• _WORK TO BE COMPLETED_:
Return all the lines below in which the string "self" appears.

• _LISTED RECORDS_:

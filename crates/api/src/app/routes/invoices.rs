use std::sync::Arc;

use axum::{
    Json, Router,
    extract::{Extension, Path},
    http::StatusCode,
    routing::get,
};
use chrono::{Datelike, Utc};

use fatoura_core::InvoiceId;
use fatoura_infra::InvoiceReceipt;
use fatoura_invoicing::{Invoice, InvoiceDraft, next_invoice_number};

use crate::app::dto::NextNumberResponse;
use crate::app::errors::{self, ApiResult};
use crate::app::services::AppServices;
use crate::context::AccountContext;

pub fn router() -> Router {
    Router::new()
        .route("/", get(list_invoices).post(create_invoice))
        .route("/next-number", get(next_number))
        .route("/:id", get(get_invoice).put(update_invoice).delete(delete_invoice))
}

pub async fn list_invoices(
    Extension(services): Extension<Arc<AppServices>>,
    Extension(account): Extension<AccountContext>,
) -> ApiResult<Json<Vec<Invoice>>> {
    services
        .store
        .list_invoices(account.account_id())
        .await
        .map(Json)
        .map_err(errors::store_error_to_response)
}

/// POST /invoices - consumes one credit.
pub async fn create_invoice(
    Extension(services): Extension<Arc<AppServices>>,
    Extension(account): Extension<AccountContext>,
    Json(body): Json<InvoiceDraft>,
) -> ApiResult<(StatusCode, Json<InvoiceReceipt>)> {
    let receipt = services
        .store
        .create_invoice(account.account_id(), body, Utc::now())
        .await
        .map_err(errors::store_error_to_response)?;

    tracing::info!(
        account_id = %account.account_id(),
        invoice_id = %receipt.invoice.id,
        credits_remaining = receipt.credits_remaining,
        "invoice created"
    );
    Ok((StatusCode::CREATED, Json(receipt)))
}

/// GET /invoices/next-number - suggestion only, nothing is reserved.
pub async fn next_number(
    Extension(services): Extension<Arc<AppServices>>,
    Extension(account): Extension<AccountContext>,
) -> ApiResult<Json<NextNumberResponse>> {
    let current = services
        .store
        .get_account(account.account_id())
        .await
        .map_err(errors::store_error_to_response)?;
    let existing = services
        .store
        .list_invoices(account.account_id())
        .await
        .map_err(errors::store_error_to_response)?;

    let invoice_number = next_invoice_number(
        &current.settings.invoice_number_prefix,
        Utc::now().year(),
        existing.len(),
    );
    Ok(Json(NextNumberResponse { invoice_number }))
}

pub async fn get_invoice(
    Extension(services): Extension<Arc<AppServices>>,
    Extension(account): Extension<AccountContext>,
    Path(id): Path<String>,
) -> ApiResult<Json<Invoice>> {
    let invoice_id: InvoiceId = errors::parse_id(&id)?;
    services
        .store
        .get_invoice(account.account_id(), invoice_id)
        .await
        .map(Json)
        .map_err(errors::store_error_to_response)
}

/// PUT /invoices/:id - the first edit is free, later edits consume a credit.
pub async fn update_invoice(
    Extension(services): Extension<Arc<AppServices>>,
    Extension(account): Extension<AccountContext>,
    Path(id): Path<String>,
    Json(body): Json<InvoiceDraft>,
) -> ApiResult<Json<InvoiceReceipt>> {
    let invoice_id: InvoiceId = errors::parse_id(&id)?;
    let receipt = services
        .store
        .update_invoice(account.account_id(), invoice_id, body, Utc::now())
        .await
        .map_err(errors::store_error_to_response)?;

    tracing::info!(
        account_id = %account.account_id(),
        invoice_id = %invoice_id,
        edit_count = receipt.invoice.edit_count,
        charged = receipt.charged,
        "invoice updated"
    );
    Ok(Json(receipt))
}

pub async fn delete_invoice(
    Extension(services): Extension<Arc<AppServices>>,
    Extension(account): Extension<AccountContext>,
    Path(id): Path<String>,
) -> ApiResult<StatusCode> {
    let invoice_id: InvoiceId = errors::parse_id(&id)?;
    services
        .store
        .delete_invoice(account.account_id(), invoice_id)
        .await
        .map_err(errors::store_error_to_response)?;
    Ok(StatusCode::NO_CONTENT)
}
use chrono::{Days, NaiveDate};
use rust_decimal::Decimal;
use serde::Serialize;

use fatoura_core::{DomainResult, ExchangeRateProvider, round_money};

use crate::reporter::{Reporter, accumulate};

/// Expected incoming cash on one calendar date.
#[derive(Debug, Clone, PartialEq, Eq, Serialize)]
#[serde(rename_all = "camelCase")]
pub struct ForecastDay {
    pub date: NaiveDate,
    pub total: Decimal,
}

impl<R: ExchangeRateProvider + ?Sized> Reporter<'_, R> {
    /// One entry per date in `today..today + days`: the total of sent or
    /// overdue invoices due that day. Overdue invoices due before `today`
    /// are not counted.
    pub fn cash_flow_forecast(&self, today: NaiveDate, days: u32) -> DomainResult<Vec<ForecastDay>> {
        let mut buckets: Vec<ForecastDay> = (0..days)
            .map_while(|offset| today.checked_add_days(Days::new(u64::from(offset))))
            .map(|date| ForecastDay {
                date,
                total: Decimal::ZERO,
            })
            .collect();

        for inv in self.invoices.iter().filter(|inv| inv.status.is_outstanding()) {
            let offset = (inv.due_date - today).num_days();
            let Ok(index) = usize::try_from(offset) else {
                continue;
            };
            if let Some(day) = buckets.get_mut(index) {
                accumulate(&mut day.total, self.convert(inv, inv.total)?)?;
            }
        }

        for day in &mut buckets {
            day.total = round_money(day.total);
        }
        Ok(buckets)
    }
}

• _RESULT_:
use crate::app::errors::{self, ApiResult};
    pub fn cash_flow_forecast(&self, today: NaiveDate, days: u32) -> DomainResult<Vec<ForecastDay>> {
        for inv in self.invoices.iter().filter(|inv| inv.status.is_outstanding()) {
                accumulate(&mut day.total, self.convert(inv, inv.total)?)?;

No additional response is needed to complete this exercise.